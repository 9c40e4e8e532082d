use serde::{Deserialize, Serialize};
use uuid::Uuid;

use crate::roles::Role;

/// The authenticated caller as seen by the authorizer: identity plus the
/// role rows loaded for it. Ownership relationships (self, franchise
/// operator) are resolved by the caller against the target resource.
#[derive(Debug, Clone, Serialize, Deserialize)]
pub struct Actor {
    pub user_id: Uuid,
    pub roles: Vec<Role>,
}

impl Actor {
    pub fn new(user_id: Uuid, roles: Vec<Role>) -> Self {
        Self { user_id, roles }
    }

    pub fn is_admin(&self) -> bool {
        self.has_role(&Role::Admin)
    }

    pub fn has_role(&self, role: &Role) -> bool {
        self.roles.iter().any(|r| r == role)
    }
}
/// Clock skew tolerated when validating `exp`, in seconds.
pub const DEFAULT_LEEWAY_SECONDS: u32 = 30;

/// Expectations the verifier enforces against every presented token.
///
/// The storefront signs its own tokens, so issuer and audience are fixed
/// strings chosen at startup rather than discovered from a provider.
#[derive(Debug, Clone)]
pub struct JwtConfig {
    pub issuer: String,
    pub audience: String,
    pub leeway_seconds: u32,
}

impl JwtConfig {
    pub fn new(issuer: impl Into<String>, audience: impl Into<String>) -> Self {
        Self {
            issuer: issuer.into(),
            audience: audience.into(),
            leeway_seconds: DEFAULT_LEEWAY_SECONDS,
        }
    }
}
use anyhow::{Context, Result};
use std::env;

#[derive(Debug, Clone)]
pub struct JwtSettings {
    pub issuer: String,
    pub audience: String,
    pub secret: String,
    pub kid: String,
    pub ttl_seconds: i64,
}

#[derive(Debug, Clone)]
pub struct FactorySettings {
    pub base_url: String,
    pub api_key: Option<String>,
    /// Upper bound on the synchronous fulfillment call. There is no retry:
    /// the factory contract is not known to be idempotent.
    pub timeout_seconds: u64,
}

#[derive(Debug, Clone)]
pub struct ServiceConfig {
    pub jwt: JwtSettings,
    pub factory: FactorySettings,
}

pub fn load_config() -> Result<ServiceConfig> {
    let secret = env::var("JWT_SECRET").context("JWT_SECRET must be set")?;
    let issuer = env::var("JWT_ISSUER").unwrap_or_else(|_| "pizza-service".to_string());
    let audience = env::var("JWT_AUDIENCE").unwrap_or_else(|_| "pizza-diner".to_string());
    let kid = env::var("JWT_KID").unwrap_or_else(|_| "primary".to_string());
    let ttl_seconds = env::var("TOKEN_TTL_SECONDS")
        .ok()
        .and_then(|value| value.parse::<i64>().ok())
        .unwrap_or(86_400);

    let base_url = env::var("FACTORY_URL")
        .ok()
        .and_then(|value| normalize_optional(&value))
        .map(|value| value.trim_end_matches('/').to_string())
        .unwrap_or_else(|| "http://localhost:8083".to_string());
    let api_key = env::var("FACTORY_API_KEY")
        .ok()
        .and_then(|value| normalize_optional(&value));
    let timeout_seconds = env::var("FACTORY_TIMEOUT_SECONDS")
        .ok()
        .and_then(|value| value.parse::<u64>().ok())
        .unwrap_or(10);

    Ok(ServiceConfig {
        jwt: JwtSettings {
            issuer,
            audience,
            secret,
            kid,
            ttl_seconds,
        },
        factory: FactorySettings {
            base_url,
            api_key,
            timeout_seconds,
        },
    })
}

fn normalize_optional(value: &str) -> Option<String> {
    let trimmed = value.trim();
    if trimmed.is_empty() {
        None
    } else {
        Some(trimmed.to_string())
    }
}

□ □ □

_WHAT NEEDS TO BE DONE_
Every entry should be reproduced word for word.

_RESULT OF THIS EXERCISE_
repository 9c40e4e8e532082d
use serde::{Deserialize, Serialize};
use uuid::Uuid;

use crate::roles::Role;

/// The authenticated caller as seen by the authorizer: identity plus the
/// role rows loaded for it. Ownership relationships (self, franchise
/// operator) are resolved by the caller against the target resource.
#[derive(Debug, Clone, Serialize, Deserialize)]
pub struct Actor {
    pub user_id: Uuid,
    pub roles: Vec<Role>,
}

impl Actor {
    pub fn new(user_id: Uuid, roles: Vec<Role>) -> Self {
        Self { user_id, roles }
    }

    pub fn is_admin(&self) -> bool {
        self.has_role(&Role::Admin)
    }

    pub fn has_role(&self, role: &Role) -> bool {
        self.roles.iter().any(|r| r == role)
    }
}
/// Clock skew tolerated when validating `exp`, in seconds.
pub const DEFAULT_LEEWAY_SECONDS: u32 = 30;

/// Expectations the verifier enforces against every presented token.
///
/// The storefront signs its own tokens, so issuer and audience are fixed
/// strings chosen at startup rather than discovered from a provider.
#[derive(Debug, Clone)]
pub struct JwtConfig {
    pub issuer: String,
    pub audience: String,
    pub leeway_seconds: u32,
}

impl JwtConfig {
    pub fn new(issuer: impl Into<String>, audience: impl Into<String>) -> Self {
        Self {
            issuer: issuer.into(),
            audience: audience.into(),
            leeway_seconds: DEFAULT_LEEWAY_SECONDS,
        }
    }
}
use anyhow::{Context, Result};
use std::env;

#[derive(Debug, Clone)]
pub struct JwtSettings {
    pub issuer: String,
    pub audience: String,
    pub secret: String,
    pub kid: String,
    pub ttl_seconds: i64,
}

#[derive(Debug, Clone)]
pub struct FactorySettings {
    pub base_url: String,
    pub api_key: Option<String>,
    /// Upper bound on the synchronous fulfillment call. There is no retry:
    /// the factory contract is not known to be idempotent.
    pub timeout_seconds: u64,
}

#[derive(Debug, Clone)]
pub struct ServiceConfig {
    pub jwt: JwtSettings,
    pub factory: FactorySettings,
}

pub fn load_config() -> Result<ServiceConfig> {
    let secret = env::var("JWT_SECRET").context("JWT_SECRET must be set")?;
    let issuer = env::var("JWT_ISSUER").unwrap_or_else(|_| "pizza-service".to_string());
    let audience = env::var("JWT_AUDIENCE").unwrap_or_else(|_| "pizza-diner".to_string());
    let kid = env::var("JWT_KID").unwrap_or_else(|_| "primary".to_string());
    let ttl_seconds = env::var("TOKEN_TTL_SECONDS")
        .ok()
        .and_then(|value| value.parse::<i64>().ok())
        .unwrap_or(86_400);

    let base_url = env::var("FACTORY_URL")
        .ok()
        .and_then(|value| normalize_optional(&value))
        .map(|value| value.trim_end_matches('/').to_string())
        .unwrap_or_else(|| "http://localhost:8083".to_string());
    let api_key = env::var("FACTORY_API_KEY")
        .ok()
        .and_then(|value| normalize_optional(&value));
    let timeout_seconds = env::var("FACTORY_TIMEOUT_SECONDS")
        .ok()
        .and_then(|value| value.parse::<u64>().ok())
        .unwrap_or(10);

    Ok(ServiceConfig {
        jwt: JwtSettings {
            issuer,
            audience,
            secret,
            kid,
            ttl_seconds,
        },
        factory: FactorySettings {
            base_url,
            api_key,
            timeout_seconds,
        },
    })
}

fn normalize_optional(value: &str) -> Option<String> {
    let trimmed = value.trim();
    if trimmed.is_empty() {
        None
    } else {
        Some(trimmed.to_string())
    }
}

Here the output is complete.